» HOW TO COMPLETE THIS TASK
Word for word, return the lines from the start of the entries below through the line that has "assert_eq!(instance.action, PlanAction::Create);".

» ENTRIES SHOWN
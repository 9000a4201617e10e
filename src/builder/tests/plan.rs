use super::*;

fn database_values() -> ParameterValues {
    ParameterValues::new().with("DatabasePassword", "correcthorse42")
}

#[test]
fn test_plan_creates_database_with_defaults() {
    let stack = database_stack();
    let plan = stack.builder.render().unwrap().plan(&database_values()).unwrap();

    assert_eq!(plan.guard("DatabaseCondition"), Some(true));
    assert!(plan.is_created(stack.instance.name()));
    assert!(plan.warnings().is_empty());

    let instance = plan.resource("PostgreSQL").unwrap();
    assert_eq!(instance.action, PlanAction::Create);
    assert_eq!(instance.properties["DBInstanceClass"], json!("db.t2.micro"));
    assert_eq!(instance.properties["AllocatedStorage"], json!("20"));
    assert_eq!(instance.properties["DBSubnetGroupName"], json!({"Ref": "DatabaseSubnetGroup"}));
}

#[test]
fn test_plan_masks_no_echo_values() {
    let stack = database_stack();
    let plan = stack.builder.render().unwrap().plan(&database_values()).unwrap();

    let instance = plan.resource("PostgreSQL").unwrap();
    assert_eq!(instance.properties["MasterUserPassword"], json!(MASKED));
    let text = serde_json::to_string(&plan).unwrap();
    assert!(!text.contains("correcthorse42"));
}

#[test]
fn test_plan_skips_database_for_sentinel() {
    let stack = database_stack();
    let values = database_values().with("DatabaseClass", DONT_CREATE);
    let plan = stack.builder.render().unwrap().plan(&values).unwrap();

    assert_eq!(plan.guard("DatabaseCondition"), Some(false));
    for resource in [&stack.security_group, &stack.subnet_group, &stack.instance] {
        let planned = plan.resource(resource.name()).unwrap();
        assert_eq!(planned.action, PlanAction::Skip);
        assert!(planned.properties.is_empty());
    }
    assert!(plan.is_created("Vpc"));
    assert_eq!(plan.created().count(), 3);
}

#[parameterized(
    no_alternates = { "", false, None },
    single = { "www.example.com", true, Some(json!(["www.example.com"])) },
    several = { "a.example.com,b.example.com", true, Some(json!(["a.example.com", "b.example.com"])) },
)]
fn test_plan_alternate_names(alternates: &str, present: bool, expected: Option<serde_json::Value>) {
    let stack = certificate_stack();
    let values = ParameterValues::new()
        .with(stack.domain.name(), "example.com")
        .with(stack.alternates.name(), alternates);
    let plan = stack.builder.render().unwrap().plan(&values).unwrap();

    assert_eq!(plan.guard(stack.no_alternates.name()), Some(!present));
    let certificate = plan.resource(stack.certificate.name()).unwrap();
    assert_eq!(
        certificate.properties.get("SubjectAlternativeNames").cloned(),
        expected
    );
    assert_eq!(certificate.properties["DomainName"], json!("example.com"));
    assert_eq!(
        certificate.properties["DomainValidationOptions"],
        json!([{"DomainName": "example.com", "ValidationDomain": "example.com"}])
    );
}

#[test]
fn test_plan_requires_values_without_defaults() {
    let stack = database_stack();
    let err = stack
        .builder
        .render()
        .unwrap()
        .plan(&ParameterValues::new())
        .unwrap_err();
    assert_eq!(err, TemplateError::MissingValue("DatabasePassword".to_string()));
}

#[test]
fn test_plan_rejects_unknown_and_invalid_values() {
    let document = database_stack().builder.render().unwrap();

    let err = document
        .plan(&database_values().with("DatabaseSize", "large"))
        .unwrap_err();
    assert!(matches!(
        err,
        TemplateError::UnknownReference { namespace: Namespace::Parameter, ref target, .. } if target == "DatabaseSize"
    ));

    let err = document
        .plan(&database_values().with("DatabaseAllocatedStorage", "2048"))
        .unwrap_err();
    assert!(matches!(err, TemplateError::InvalidConstraint { .. }));

    let err = document
        .plan(&ParameterValues::new().with("DatabasePassword", "short"))
        .unwrap_err();
    assert!(err.to_string().contains("<redacted>"));
}

#[test]
fn test_plan_warns_on_reference_to_skipped_resource() {
    let mut stack = database_stack();
    stack
        .builder
        .declare_resource(
            Resource::new("Alarms", "AWS::SNS::Topic")
                .property("DisplayName", Value::get_att(&stack.instance, "Endpoint.Address")),
        )
        .unwrap();
    stack
        .builder
        .declare_output(Output::new("DatabaseEndpoint", Value::get_att(&stack.instance, "Endpoint.Address")))
        .unwrap();

    let values = database_values().with("DatabaseClass", DONT_CREATE);
    let plan = stack.builder.render().unwrap().plan(&values).unwrap();

    assert!(plan.is_created("Alarms"));
    assert_eq!(
        plan.warnings(),
        [
            "resource 'Alarms' references skipped resource 'PostgreSQL'".to_string(),
            "output 'DatabaseEndpoint' references skipped resource 'PostgreSQL'".to_string(),
        ]
    );
}

#[test]
fn test_plan_evaluates_composite_guards() {
    let mut stack = database_stack();
    let large = stack
        .builder
        .declare_guard("IsLarge", Condition::equals(&stack.class, "db.m4.large"))
        .unwrap();
    let xlarge = stack
        .builder
        .declare_guard("IsXLarge", Condition::equals(&stack.class, "db.m4.xlarge"))
        .unwrap();
    stack
        .builder
        .declare_guard("IsBig", Condition::any([Condition::guard(&large), Condition::guard(&xlarge)]))
        .unwrap();
    stack
        .builder
        .declare_guard("IsSmall", !Condition::guard(&GuardRef::new("IsBig")))
        .unwrap();

    let document = stack.builder.render().unwrap();
    let plan = document
        .plan(&database_values().with("DatabaseClass", "db.m4.xlarge"))
        .unwrap();
    assert_eq!(plan.guard("IsLarge"), Some(false));
    assert_eq!(plan.guard("IsBig"), Some(true));
    assert_eq!(plan.guard("IsSmall"), Some(false));

    let plan = document.plan(&database_values()).unwrap();
    assert_eq!(plan.guard("IsBig"), Some(false));
    assert_eq!(plan.guard("IsSmall"), Some(true));
}

#[test]
fn test_plan_outputs_follow_guards() {
    let mut stack = database_stack();
    stack
        .builder
        .declare_output(
            Output::new("DatabaseEndpoint", Value::get_att(&stack.instance, "Endpoint.Address"))
                .guarded_by(&stack.condition),
        )
        .unwrap();
    let document = stack.builder.render().unwrap();

    let plan = document.plan(&database_values()).unwrap();
    let output = plan.output("DatabaseEndpoint").unwrap();
    assert_eq!(output.action, PlanAction::Create);
    assert_eq!(
        output.value,
        Some(json!({"Fn::GetAtt": ["PostgreSQL", "Endpoint.Address"]}))
    );

    let plan = document
        .plan(&database_values().with("DatabaseClass", DONT_CREATE))
        .unwrap();
    let output = plan.output("DatabaseEndpoint").unwrap();
    assert_eq!(output.action, PlanAction::Skip);
    assert_eq!(output.value, None);
    assert!(plan.warnings().is_empty());
}

#[test]
fn test_plan_joins_resolved_strings() {
    let mut builder = TemplateBuilder::new();
    let environment = builder
        .declare_parameter(Parameter::string("Environment").default_value("staging"))
        .unwrap();
    builder
        .declare_resource(Resource::new("Bucket", "AWS::S3::Bucket").property(
            "BucketName",
            Value::join("-", [Value::from("assets"), Value::from(&environment)]),
        ))
        .unwrap();
    builder
        .declare_resource(Resource::new("Logs", "AWS::S3::Bucket").property(
            "BucketName",
            Value::join("-", [Value::from(&environment), Value::from(Pseudo::Region)]),
        ))
        .unwrap();

    let plan = builder.render().unwrap().plan(&ParameterValues::new()).unwrap();
    assert_eq!(
        plan.resource("Bucket").unwrap().properties["BucketName"],
        json!("assets-staging")
    );
    assert_eq!(
        plan.resource("Logs").unwrap().properties["BucketName"],
        json!({"Fn::Join": ["-", ["staging", {"Ref": "AWS::Region"}]]})
    );
}
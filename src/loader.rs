use serde::Deserialize;

use crate::error::TemplateError;
use crate::plan::ParameterValues;
use crate::settings::TemplateSettings;

/// Parse and validate builder settings from JSON text.
///
/// Missing keys take their defaults.
///
/// Example:
/// ```rust
/// use stackform_core::loader::load_settings;
/// use stackform_core::GuardConsistency;
/// let settings = load_settings(r#"{"description": "Database stack", "guard_consistency": "deny"}"#).unwrap();
/// assert_eq!(settings.format_version, "2010-09-09");
/// assert_eq!(settings.guard_consistency, GuardConsistency::Deny);
/// ```
pub fn load_settings(text: &str) -> Result<TemplateSettings, TemplateError> {
    let settings: TemplateSettings = serde_json::from_str(text)?;
    settings.validate()?;
    Ok(settings)
}

#[derive(Deserialize)]
#[serde(rename_all = "PascalCase")]
struct ParameterEntry {
    parameter_key: String,
    parameter_value: Option<String>,
}

#[derive(Deserialize)]
#[serde(untagged)]
enum ParameterFile {
    Entries(Vec<ParameterEntry>),
    Map(ParameterValues),
}

/// Parse deploy-time parameter values.
///
/// Accepts either a plain `{"Name": "value"}` object or the list form used by
/// the provisioning command line, `[{"ParameterKey": .., "ParameterValue": ..}]`.
pub fn load_parameter_values(text: &str) -> Result<ParameterValues, TemplateError> {
    match serde_json::from_str::<ParameterFile>(text) {
        Ok(ParameterFile::Map(values)) => Ok(values),
        Ok(ParameterFile::Entries(entries)) => {
            let mut values = ParameterValues::new();
            for entry in entries {
                let value = entry.parameter_value.ok_or_else(|| {
                    TemplateError::InvalidFormat(format!(
                        "parameter '{}' has no ParameterValue",
                        entry.parameter_key
                    ))
                })?;
                if values.insert(entry.parameter_key.clone(), value).is_some() {
                    return Err(TemplateError::InvalidFormat(format!(
                        "parameter '{}' is given more than once",
                        entry.parameter_key
                    )));
                }
            }
            Ok(values)
        }
        Err(_) => Err(TemplateError::InvalidFormat(
            "expected an object of parameter values or a list of ParameterKey/ParameterValue entries"
                .to_string(),
        )),
    }
}
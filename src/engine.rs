//! Validated lifecycle transitions against a ledger.
//!
//! Every mutating operation follows the same shape: read the current record,
//! ask the [`LifecycleTable`] for the next status, write exactly one new
//! version. Nothing is written until every check has passed, so a failed
//! invocation leaves the ledger untouched. The engine reads no clock and no
//! randomness; every executor replaying an invocation computes the same write.

use crate::config::{CreatePolicy, EngineConfig};
use crate::core::{Action, LifecycleTable, VehicleRecord, VehicleStatus};
use crate::error::ContractError;
use crate::ledger::Ledger;
use tracing::{debug, info, warn};

pub struct LifecycleEngine<'a, L: Ledger> {
    ledger: &'a mut L,
    config: &'a EngineConfig,
    table: &'a LifecycleTable,
}

impl<'a, L: Ledger> LifecycleEngine<'a, L> {
    pub fn new(ledger: &'a mut L, config: &'a EngineConfig, table: &'a LifecycleTable) -> Self {
        Self {
            ledger,
            config,
            table,
        }
    }

    /// Register a new vehicle held by the configured manufacturer.
    pub fn create(&mut self, chassis_no: &str) -> Result<VehicleRecord, ContractError> {
        if chassis_no.is_empty() {
            return Err(ContractError::InvalidArguments {
                function: "createCar".to_string(),
                problems: vec!["chassis number is empty".to_string()],
            });
        }
        if self.config.create_policy == CreatePolicy::Reject
            && self.ledger.get_state(chassis_no)?.is_some()
        {
            warn!(chassis_no, "create rejected, record exists");
            return Err(ContractError::AlreadyExists(chassis_no.to_string()));
        }

        let record = VehicleRecord::manufactured(chassis_no, self.config.manufacturer.as_str());
        self.store(chassis_no, &record)?;
        info!(chassis_no, owner = %record.owner, "vehicle created");
        Ok(record)
    }

    /// Hand a new vehicle to a dealer.
    pub fn transfer(
        &mut self,
        chassis_no: &str,
        new_owner: &str,
    ) -> Result<VehicleRecord, ContractError> {
        self.apply(Action::Transfer, chassis_no, |current, status| VehicleRecord {
            chassis_no: current.chassis_no,
            owner: new_owner.to_string(),
            registration_no: String::new(),
            registration_expiry: String::new(),
            status,
        })
    }

    /// Sell to a customer and record the registration.
    pub fn sell_and_register(
        &mut self,
        chassis_no: &str,
        new_owner: &str,
        registration_no: &str,
        registration_expiry: &str,
    ) -> Result<VehicleRecord, ContractError> {
        self.apply(Action::SellAndRegister, chassis_no, |current, status| {
            VehicleRecord {
                chassis_no: current.chassis_no,
                owner: new_owner.to_string(),
                registration_no: registration_no.to_string(),
                registration_expiry: registration_expiry.to_string(),
                status,
            }
        })
    }

    /// Take a vehicle off the road. Scrapping a scrapped vehicle is accepted
    /// and appends another `Scrapped` version.
    pub fn scrap(&mut self, chassis_no: &str) -> Result<VehicleRecord, ContractError> {
        self.apply(Action::Scrap, chassis_no, |current, status| VehicleRecord {
            status,
            ..current
        })
    }

    /// Stored bytes for `chassis_no`, verbatim; `None` if never written.
    pub fn get(&self, chassis_no: &str) -> Result<Option<Vec<u8>>, ContractError> {
        let bytes = self.ledger.get_state(chassis_no)?;
        debug!(chassis_no, found = bytes.is_some(), "vehicle read");
        Ok(bytes)
    }

    /// Decoded current record. A missing key is `Ok(None)`; a corrupt value
    /// is `Unmarshal`.
    pub fn record(&self, chassis_no: &str) -> Result<Option<VehicleRecord>, ContractError> {
        self.get(chassis_no)?
            .map(|bytes| VehicleRecord::from_bytes(chassis_no, &bytes))
            .transpose()
    }

    fn apply<F>(
        &mut self,
        action: Action,
        chassis_no: &str,
        update: F,
    ) -> Result<VehicleRecord, ContractError>
    where
        F: FnOnce(VehicleRecord, VehicleStatus) -> VehicleRecord,
    {
        let current = self
            .record(chassis_no)?
            .ok_or_else(|| ContractError::RecordNotFound(chassis_no.to_string()))?;
        let from = current.status;

        let Some(next) = self.table.next_status(action, from) else {
            warn!(chassis_no, %action, %from, "transition rejected");
            return Err(ContractError::InvalidTransition {
                chassis_no: chassis_no.to_string(),
                action,
                from,
            });
        };

        let updated = update(current, next);
        self.store(chassis_no, &updated)?;
        info!(
            chassis_no,
            %action,
            %from,
            to = %updated.status,
            owner = %updated.owner,
            "vehicle updated"
        );
        Ok(updated)
    }

    fn store(&mut self, chassis_no: &str, record: &VehicleRecord) -> Result<(), ContractError> {
        let bytes = record.to_bytes()?;
        self.ledger.put_state(chassis_no, bytes)?;
        Ok(())
    }
}
//! Errors surfaced by contract invocations.

use crate::core::{Action, VehicleStatus};
use crate::ledger::LedgerError;
use thiserror::Error;

/// Every failure an invocation can end with.
///
/// All variants are terminal: the invocation writes nothing and the host
/// transaction is expected to be discarded.
#[derive(Debug, Error)]
pub enum ContractError {
    #[error("failed to marshal: {0}")]
    Marshal(String),

    #[error("stored value for '{chassis_no}' is not a valid record: {reason}")]
    Unmarshal { chassis_no: String, reason: String },

    #[error("cannot {action} vehicle '{chassis_no}' in status {from}")]
    InvalidTransition {
        chassis_no: String,
        action: Action,
        from: VehicleStatus,
    },

    #[error("history for '{chassis_no}' unavailable: {reason}")]
    HistoryIterator { chassis_no: String, reason: String },

    #[error("unknown operation '{0}'")]
    UnknownOperation(String),

    #[error("vehicle '{0}' does not exist")]
    RecordNotFound(String),

    #[error("vehicle '{0}' already exists")]
    AlreadyExists(String),

    #[error("invalid arguments for '{function}': {}", problems.join("; "))]
    InvalidArguments {
        function: String,
        problems: Vec<String>,
    },

    #[error(transparent)]
    Ledger(#[from] LedgerError),
}
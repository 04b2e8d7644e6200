//! Rendering of commit timestamps in history output.

use chrono::{DateTime, SecondsFormat, Utc};
use serde::{Deserialize, Serialize};

/// Turns a ledger commit time into the `Timestamp` text of a history entry.
///
/// Any `Fn(&DateTime<Utc>) -> String` is a formatter, so callers can plug in
/// their own rendering:
///
/// ```
/// use chrono::DateTime;
/// use vlm::history::TimestampFormatter;
///
/// let day_only = |ts: &DateTime<chrono::Utc>| ts.format("%Y-%m-%d").to_string();
/// let ts = DateTime::from_timestamp(1_700_000_000, 0).unwrap();
/// assert_eq!(day_only.format(&ts), "2023-11-14");
/// ```
pub trait TimestampFormatter: Send + Sync {
    fn format(&self, timestamp: &DateTime<Utc>) -> String;
}

impl<F> TimestampFormatter for F
where
    F: Fn(&DateTime<Utc>) -> String + Send + Sync,
{
    fn format(&self, timestamp: &DateTime<Utc>) -> String {
        self(timestamp)
    }
}

/// Built-in renderings.
#[derive(Clone, Copy, Debug, Default, PartialEq, Eq, Serialize, Deserialize)]
#[serde(rename_all = "snake_case")]
pub enum TimestampFormat {
    /// `2023-11-14 22:13:20.5 +0000 UTC`, the text existing history consumers parse.
    #[default]
    Ledger,
    /// `2023-11-14T22:13:20.500Z`
    Rfc3339,
    /// Whole seconds since the Unix epoch.
    EpochSeconds,
    /// Milliseconds since the Unix epoch.
    EpochMillis,
}

impl TimestampFormatter for TimestampFormat {
    fn format(&self, timestamp: &DateTime<Utc>) -> String {
        match self {
            TimestampFormat::Ledger => ledger_text(timestamp),
            TimestampFormat::Rfc3339 => timestamp.to_rfc3339_opts(SecondsFormat::AutoSi, true),
            TimestampFormat::EpochSeconds => timestamp.timestamp().to_string(),
            TimestampFormat::EpochMillis => timestamp.timestamp_millis().to_string(),
        }
    }
}

/// Fraction carries only its significant digits and is omitted when zero.
fn ledger_text(timestamp: &DateTime<Utc>) -> String {
    let fraction = timestamp.format("%.9f").to_string();
    let fraction = fraction.trim_end_matches('0').trim_end_matches('.');
    format!(
        "{}{} {}",
        timestamp.format("%Y-%m-%d %H:%M:%S"),
        fraction,
        timestamp.format("%z UTC")
    )
}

» THE COMPLETED TASK
repository 9000a4201617e10e
filename src/builder/tests/plan.rs
use super::*;

fn database_values() -> ParameterValues {
    ParameterValues::new().with("DatabasePassword", "correcthorse42")
}

#[test]
fn test_plan_creates_database_with_defaults() {
    let stack = database_stack();
    let plan = stack.builder.render().unwrap().plan(&database_values()).unwrap();

    assert_eq!(plan.guard("DatabaseCondition"), Some(true));
    assert!(plan.is_created(stack.instance.name()));
    assert!(plan.warnings().is_empty());

    let instance = plan.resource("PostgreSQL").unwrap();
    assert_eq!(instance.action, PlanAction::Create);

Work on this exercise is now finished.